-- Your objective --
The reply must consist of one number: how many lines of the data include the word "creds".

-- Provided data --
__________

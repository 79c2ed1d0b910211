//! Board test suite.

mod draw;
mod fen;
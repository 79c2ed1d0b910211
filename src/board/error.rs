//! Error types for board operations.

use std::fmt;

/// Error type for FEN parsing failures
#[derive(Debug, Clone, PartialEq, Eq)]
pub enum FenError {
    /// FEN string has too few fields (needs at least 4)
    TooFewParts { found: usize },
    /// Invalid piece character in the placement field
    InvalidPiece { char: char },
    /// Invalid castling character
    InvalidCastling { char: char },
    /// Invalid side to move (must be 'w' or 'b')
    InvalidSideToMove { found: String },
    /// Invalid en passant square
    InvalidEnPassant { found: String },
    /// Invalid rank in the placement field
    InvalidRank { rank: usize },
    /// Too many files in a rank
    TooManyFiles { rank: usize, files: usize },
    /// A side has no king or more than one
    BadKingCount { color: &'static str, count: u32 },
}

impl fmt::Display for FenError {
    fn fmt(&self, f: &mut fmt::Formatter<'_>) -> fmt::Result {
        match self {
            FenError::TooFewParts { found } => {
                write!(f, "FEN must have at least 4 fields, found {found}")
            }
            FenError::InvalidPiece { char } => {
                write!(f, "Invalid piece character '{char}' in FEN")
            }
            FenError::InvalidCastling { char } => {
                write!(f, "Invalid castling character '{char}' in FEN")
            }
            FenError::InvalidSideToMove { found } => {
                write!(f, "Invalid side to move '{found}', expected 'w' or 'b'")
            }
            FenError::InvalidEnPassant { found } => {
                write!(f, "Invalid en passant square '{found}'")
            }
            FenError::InvalidRank { rank } => {
                write!(f, "Invalid rank index {rank} in FEN")
            }
            FenError::TooManyFiles { rank, files } => {
                write!(f, "Too many files ({files}) in rank {rank}")
            }
            FenError::BadKingCount { color, count } => {
                write!(f, "{color} must have exactly one king, found {count}")
            }
        }
    }
}

impl std::error::Error for FenError {}

/// Error type for UCI move parsing failures
#[derive(Debug, Clone, PartialEq, Eq)]
pub enum MoveParseError {
    /// Move string has invalid length (must be 4-5 characters)
    InvalidLength { len: usize },
    /// Invalid square notation in move
    InvalidSquare { notation: String },
    /// Invalid promotion piece
    InvalidPromotion { char: char },
    /// Move is not legal in the current position
    IllegalMove { notation: String },
}

impl fmt::Display for MoveParseError {
    fn fmt(&self, f: &mut fmt::Formatter<'_>) -> fmt::Result {
        match self {
            MoveParseError::InvalidLength { len } => {
                write!(f, "Move must be 4-5 characters, found {len}")
            }
            MoveParseError::InvalidSquare { notation } => {
                write!(f, "Invalid square notation in '{notation}'")
            }
            MoveParseError::InvalidPromotion { char } => {
                write!(f, "Invalid promotion piece '{char}'")
            }
            MoveParseError::IllegalMove { notation } => {
                write!(f, "Illegal move '{notation}'")
            }
        }
    }
}

impl std::error::Error for MoveParseError {}

/// Error type for square parsing failures
#[derive(Debug, Clone, PartialEq, Eq)]
pub enum SquareError {
    /// Invalid algebraic notation
    InvalidNotation { notation: String },
}

impl fmt::Display for SquareError {
    fn fmt(&self, f: &mut fmt::Formatter<'_>) -> fmt::Result {
        match self {
            SquareError::InvalidNotation { notation } => {
                write!(f, "Invalid square notation '{notation}'")
            }
        }
    }
}

impl std::error::Error for SquareError {}
//! Reminder domain model.

pub mod model;

pub use model::{Action, EmailUser, Reminder, ReminderDraft, ValidReminder};
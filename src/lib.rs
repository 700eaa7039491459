//! VrikZo reminders — plant-care reminder scheduling and delivery.

pub mod config;
pub mod error;
pub mod llm;
pub mod notify;
pub mod reminders;
pub mod scheduler;
pub mod store;
pub mod web;
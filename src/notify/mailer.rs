//! Mail dispatcher — SMTP delivery via lettre.
//!
//! One outbound attempt per call, no batching, no queuing, no retries.
//! Each attempt is bounded by a timeout so a hung transport cannot stall
//! the scheduler's batch.

use std::time::Duration;

use async_trait::async_trait;
use lettre::message::MultiPart;
use lettre::transport::smtp::authentication::Credentials;
use lettre::{Message, SmtpTransport, Transport};
use secrecy::{ExposeSecret, SecretString};

use crate::error::DeliveryError;

/// SMTP configuration, built from environment variables.
#[derive(Debug, Clone)]
pub struct SmtpConfig {
    pub host: String,
    pub port: u16,
    pub username: String,
    pub password: SecretString,
    pub from_address: String,
    pub send_timeout: Duration,
}

impl SmtpConfig {
    /// Build config from environment variables.
    /// Returns `None` if `SMTP_HOST` is not set (dispatch disabled).
    pub fn from_env() -> Option<Self> {
        let host = std::env::var("SMTP_HOST").ok()?;

        let port: u16 = std::env::var("SMTP_PORT")
            .ok()
            .and_then(|s| s.parse().ok())
            .unwrap_or(587);

        let username = std::env::var("SMTP_USER").unwrap_or_default();
        let password = std::env::var("SMTP_PASS").unwrap_or_default();
        let from_address = std::env::var("FROM_EMAIL").unwrap_or_else(|_| username.clone());

        let send_timeout_secs: u64 = std::env::var("SMTP_SEND_TIMEOUT_SECS")
            .ok()
            .and_then(|s| s.parse().ok())
            .unwrap_or(30);

        Some(Self {
            host,
            port,
            username,
            password: SecretString::from(password),
            from_address,
            send_timeout: Duration::from_secs(send_timeout_secs),
        })
    }
}

/// Outbound mail capability: exactly one send attempt per call.
#[async_trait]
pub trait MailTransport: Send + Sync {
    async fn send(
        &self,
        to: &str,
        subject: &str,
        text: &str,
        html: &str,
    ) -> Result<(), DeliveryError>;
}

/// SMTP-backed `MailTransport`.
pub struct SmtpMailer {
    config: SmtpConfig,
}

impl SmtpMailer {
    pub fn new(config: SmtpConfig) -> Self {
        Self { config }
    }

    fn send_blocking(
        config: &SmtpConfig,
        to: &str,
        subject: &str,
        text: &str,
        html: &str,
    ) -> Result<(), DeliveryError> {
        let creds = Credentials::new(
            config.username.clone(),
            config.password.expose_secret().to_string(),
        );

        let transport = SmtpTransport::relay(&config.host)
            .map_err(|e| DeliveryError::Transport(format!("SMTP relay error: {e}")))?
            .port(config.port)
            .credentials(creds)
            .build();

        let message = Message::builder()
            .from(config.from_address.parse().map_err(|e| {
                DeliveryError::InvalidAddress {
                    address: config.from_address.clone(),
                    reason: format!("{e}"),
                }
            })?)
            .to(to.parse().map_err(|e| DeliveryError::InvalidAddress {
                address: to.to_string(),
                reason: format!("{e}"),
            })?)
            .subject(subject)
            .multipart(MultiPart::alternative_plain_html(
                text.to_string(),
                html.to_string(),
            ))
            .map_err(|e| DeliveryError::BuildMessage(e.to_string()))?;

        transport
            .send(&message)
            .map_err(|e| DeliveryError::Transport(format!("SMTP send failed: {e}")))?;

        tracing::info!("Email sent to {to}");
        Ok(())
    }
}

#[async_trait]
impl MailTransport for SmtpMailer {
    async fn send(
        &self,
        to: &str,
        subject: &str,
        text: &str,
        html: &str,
    ) -> Result<(), DeliveryError> {
        let config = self.config.clone();
        let timeout = config.send_timeout;
        let to = to.to_string();
        let subject = subject.to_string();
        let text = text.to_string();
        let html = html.to_string();

        let handle = tokio::task::spawn_blocking(move || {
            Self::send_blocking(&config, &to, &subject, &text, &html)
        });

        match tokio::time::timeout(timeout, handle).await {
            Ok(Ok(result)) => result,
            Ok(Err(e)) => Err(DeliveryError::Transport(format!("send task panicked: {e}"))),
            Err(_) => Err(DeliveryError::Timeout(timeout)),
        }
    }
}

#[cfg(test)]
mod tests {
    use super::*;

    fn test_config() -> SmtpConfig {
        SmtpConfig {
            host: "smtp.example.com".into(),
            port: 587,
            username: "user".into(),
            password: SecretString::from("pass".to_string()),
            from_address: "noreply@example.com".into(),
            send_timeout: Duration::from_secs(5),
        }
    }

    #[tokio::test]
    async fn send_rejects_invalid_recipient_before_any_io() {
        let mailer = SmtpMailer::new(test_config());
        let err = mailer
            .send("not-an-address", "subject", "text", "<p>html</p>")
            .await
            .unwrap_err();
        assert!(matches!(err, DeliveryError::InvalidAddress { address, .. } if address == "not-an-address"));
    }

    #[tokio::test]
    async fn send_rejects_invalid_from_address() {
        let mut config = test_config();
        config.from_address = "broken from".into();
        let mailer = SmtpMailer::new(config);
        let err = mailer
            .send("user@example.com", "subject", "text", "<p>html</p>")
            .await
            .unwrap_err();
        assert!(matches!(err, DeliveryError::InvalidAddress { .. }));
    }

    #[test]
    fn multipart_message_builds_with_plain_and_html() {
        let message = Message::builder()
            .from("noreply@example.com".parse().unwrap())
            .to("user@example.com".parse().unwrap())
            .subject("🌱 Reminder: Water — Aloe")
            .multipart(MultiPart::alternative_plain_html(
                "Reminder: water for Aloe".to_string(),
                "<p>Water your Aloe</p>".to_string(),
            ));
        assert!(message.is_ok());
    }
}
//! Static fallback email template.
//!
//! Local string interpolation only; no network dependency. The scheduler
//! must always have a body to send, so this path never returns an empty
//! string.

use crate::reminders::Action;

/// Minimal HTML escaping for user-originated text embedded in email bodies.
pub fn escape_html(text: &str) -> String {
    let mut out = String::with_capacity(text.len());
    for ch in text.chars() {
        match ch {
            '&' => out.push_str("&amp;"),
            '<' => out.push_str("&lt;"),
            '>' => out.push_str("&gt;"),
            '"' => out.push_str("&quot;"),
            '\'' => out.push_str("&#39;"),
            _ => out.push(ch),
        }
    }
    out
}

/// Render the deterministic fallback body.
pub fn render_fallback(plant_name: &str, action: Action, remedy_text: Option<&str>) -> String {
    let safe_plant = escape_html(plant_name);
    let verb = match action {
        Action::Water => "water",
        Action::Treatment => "apply treatment to",
    };
    let step = match action {
        Action::Water => "Give 200-400 ml of water depending on pot size.",
        Action::Treatment => "Apply the recommended plant treatment as instructed.",
    };

    let mut body = format!(
        r#"<div style="font-family:system-ui, sans-serif; color:#0f172a;">
  <h2 style="color:#059669;">🌱 Reminder — {safe_plant}</h2>

  <p>Hello! This is a gentle reminder to <strong>{verb}</strong> your plant <strong>{safe_plant}</strong>.</p>

  <p><strong>Why:</strong> Consistent care helps keep the plant healthy and stress-free.</p>

  <ol>
    <li>{step}</li>
    <li>Monitor changes over the next 24-48 hours.</li>
  </ol>
"#
    );

    if let Some(remedy) = remedy_text.map(str::trim).filter(|r| !r.is_empty()) {
        let safe_remedy = escape_html(remedy);
        body.push_str("\n  <h3>Suggested Remedies</h3>\n  <p>");
        body.push_str(&safe_remedy);
        body.push_str("</p>\n");
    }

    body.push_str(
        "\n  <p style=\"color:#6b7280; margin-top:20px;\">— VrikZo Plant Care</p>\n</div>\n",
    );
    body
}

#[cfg(test)]
mod tests {
    use super::*;

    #[test]
    fn escape_html_neutralizes_markup() {
        assert_eq!(
            escape_html(r#"<script>alert("hi")</script>"#),
            "&lt;script&gt;alert(&quot;hi&quot;)&lt;/script&gt;"
        );
        assert_eq!(escape_html("Tom & Jerry's"), "Tom &amp; Jerry&#39;s");
        assert_eq!(escape_html("plain"), "plain");
    }

    #[test]
    fn fallback_contains_plant_and_watering_language() {
        let body = render_fallback("Aloe", Action::Water, None);
        assert!(!body.is_empty());
        assert!(body.contains("Aloe"));
        assert!(body.contains("water"));
        assert!(body.contains("ml of water"));
    }

    #[test]
    fn fallback_contains_treatment_language() {
        let body = render_fallback("Fern", Action::Treatment, None);
        assert!(body.contains("Fern"));
        assert!(body.contains("treatment"));
        assert!(body.contains("recommended plant treatment"));
    }

    #[test]
    fn fallback_escapes_plant_name() {
        let body = render_fallback("<b>Aloe</b>", Action::Water, None);
        assert!(body.contains("&lt;b&gt;Aloe&lt;/b&gt;"));
        assert!(!body.contains("<b>Aloe</b>"));
    }

    #[test]
    fn fallback_includes_escaped_remedy_section() {
        let body = render_fallback("Aloe", Action::Treatment, Some("use <neem> oil"));
        assert!(body.contains("Suggested Remedies"));
        assert!(body.contains("use &lt;neem&gt; oil"));
    }

    #[test]
    fn fallback_omits_remedy_section_when_blank() {
        let body = render_fallback("Aloe", Action::Water, Some("   "));
        assert!(!body.contains("Suggested Remedies"));
    }
}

__________

-- Answer box --
2